** Input records **
_ _ _ _ _ _ _

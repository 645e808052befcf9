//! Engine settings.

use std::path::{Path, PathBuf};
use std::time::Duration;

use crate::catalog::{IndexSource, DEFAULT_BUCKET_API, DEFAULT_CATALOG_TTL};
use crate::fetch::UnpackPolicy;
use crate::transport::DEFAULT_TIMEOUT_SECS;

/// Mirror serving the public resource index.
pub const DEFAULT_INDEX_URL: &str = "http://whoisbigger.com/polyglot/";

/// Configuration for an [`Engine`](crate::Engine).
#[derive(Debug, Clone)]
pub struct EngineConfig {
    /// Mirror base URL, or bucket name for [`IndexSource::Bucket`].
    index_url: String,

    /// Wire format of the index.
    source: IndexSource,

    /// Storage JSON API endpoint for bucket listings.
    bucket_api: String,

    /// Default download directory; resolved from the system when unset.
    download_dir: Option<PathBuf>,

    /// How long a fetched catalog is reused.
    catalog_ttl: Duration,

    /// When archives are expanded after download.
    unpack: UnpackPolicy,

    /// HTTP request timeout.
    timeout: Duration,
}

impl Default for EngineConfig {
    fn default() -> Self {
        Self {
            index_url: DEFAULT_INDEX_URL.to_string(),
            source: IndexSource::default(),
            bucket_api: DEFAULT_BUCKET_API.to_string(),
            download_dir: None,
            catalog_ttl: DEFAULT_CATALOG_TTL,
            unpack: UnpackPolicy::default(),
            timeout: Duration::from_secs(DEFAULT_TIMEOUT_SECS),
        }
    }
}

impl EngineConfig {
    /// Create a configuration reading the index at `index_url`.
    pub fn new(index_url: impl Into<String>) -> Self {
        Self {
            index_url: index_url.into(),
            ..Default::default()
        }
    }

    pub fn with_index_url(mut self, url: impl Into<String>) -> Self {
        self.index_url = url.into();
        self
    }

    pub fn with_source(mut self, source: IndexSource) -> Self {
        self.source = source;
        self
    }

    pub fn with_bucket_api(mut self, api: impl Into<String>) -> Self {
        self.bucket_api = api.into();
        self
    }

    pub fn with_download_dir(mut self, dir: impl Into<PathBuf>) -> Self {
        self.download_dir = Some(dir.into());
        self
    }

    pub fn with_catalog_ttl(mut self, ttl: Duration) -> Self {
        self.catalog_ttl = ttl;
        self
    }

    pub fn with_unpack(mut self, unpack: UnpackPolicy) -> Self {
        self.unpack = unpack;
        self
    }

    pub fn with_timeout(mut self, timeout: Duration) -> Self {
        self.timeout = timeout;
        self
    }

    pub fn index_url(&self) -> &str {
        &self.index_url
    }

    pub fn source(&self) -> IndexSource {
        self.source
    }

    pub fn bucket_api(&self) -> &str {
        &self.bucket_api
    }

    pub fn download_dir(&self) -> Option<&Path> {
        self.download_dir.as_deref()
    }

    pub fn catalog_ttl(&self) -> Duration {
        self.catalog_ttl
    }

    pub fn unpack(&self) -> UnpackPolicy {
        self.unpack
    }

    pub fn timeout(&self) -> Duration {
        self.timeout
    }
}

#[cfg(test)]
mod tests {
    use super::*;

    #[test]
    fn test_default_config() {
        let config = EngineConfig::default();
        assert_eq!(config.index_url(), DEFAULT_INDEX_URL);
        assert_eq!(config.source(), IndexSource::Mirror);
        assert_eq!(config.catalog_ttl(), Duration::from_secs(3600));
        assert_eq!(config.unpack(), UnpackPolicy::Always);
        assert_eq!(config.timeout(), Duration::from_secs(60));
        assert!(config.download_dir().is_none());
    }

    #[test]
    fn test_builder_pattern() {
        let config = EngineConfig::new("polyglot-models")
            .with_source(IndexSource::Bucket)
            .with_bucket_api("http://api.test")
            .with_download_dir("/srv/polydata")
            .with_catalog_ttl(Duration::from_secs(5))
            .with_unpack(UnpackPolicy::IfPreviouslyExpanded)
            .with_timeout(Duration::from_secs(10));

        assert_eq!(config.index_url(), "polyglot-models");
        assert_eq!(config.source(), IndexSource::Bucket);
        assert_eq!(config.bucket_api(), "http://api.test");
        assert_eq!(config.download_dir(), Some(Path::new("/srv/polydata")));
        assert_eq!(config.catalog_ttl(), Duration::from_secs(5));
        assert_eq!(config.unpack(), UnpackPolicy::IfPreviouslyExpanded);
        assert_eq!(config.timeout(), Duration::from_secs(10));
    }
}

_ _ _ _ _ _ _

** Exercise objective **
Where a line of the records above holds the word "models", copy that line.

** Result **
        let config = EngineConfig::new("polyglot-models")
        assert_eq!(config.index_url(), "polyglot-models");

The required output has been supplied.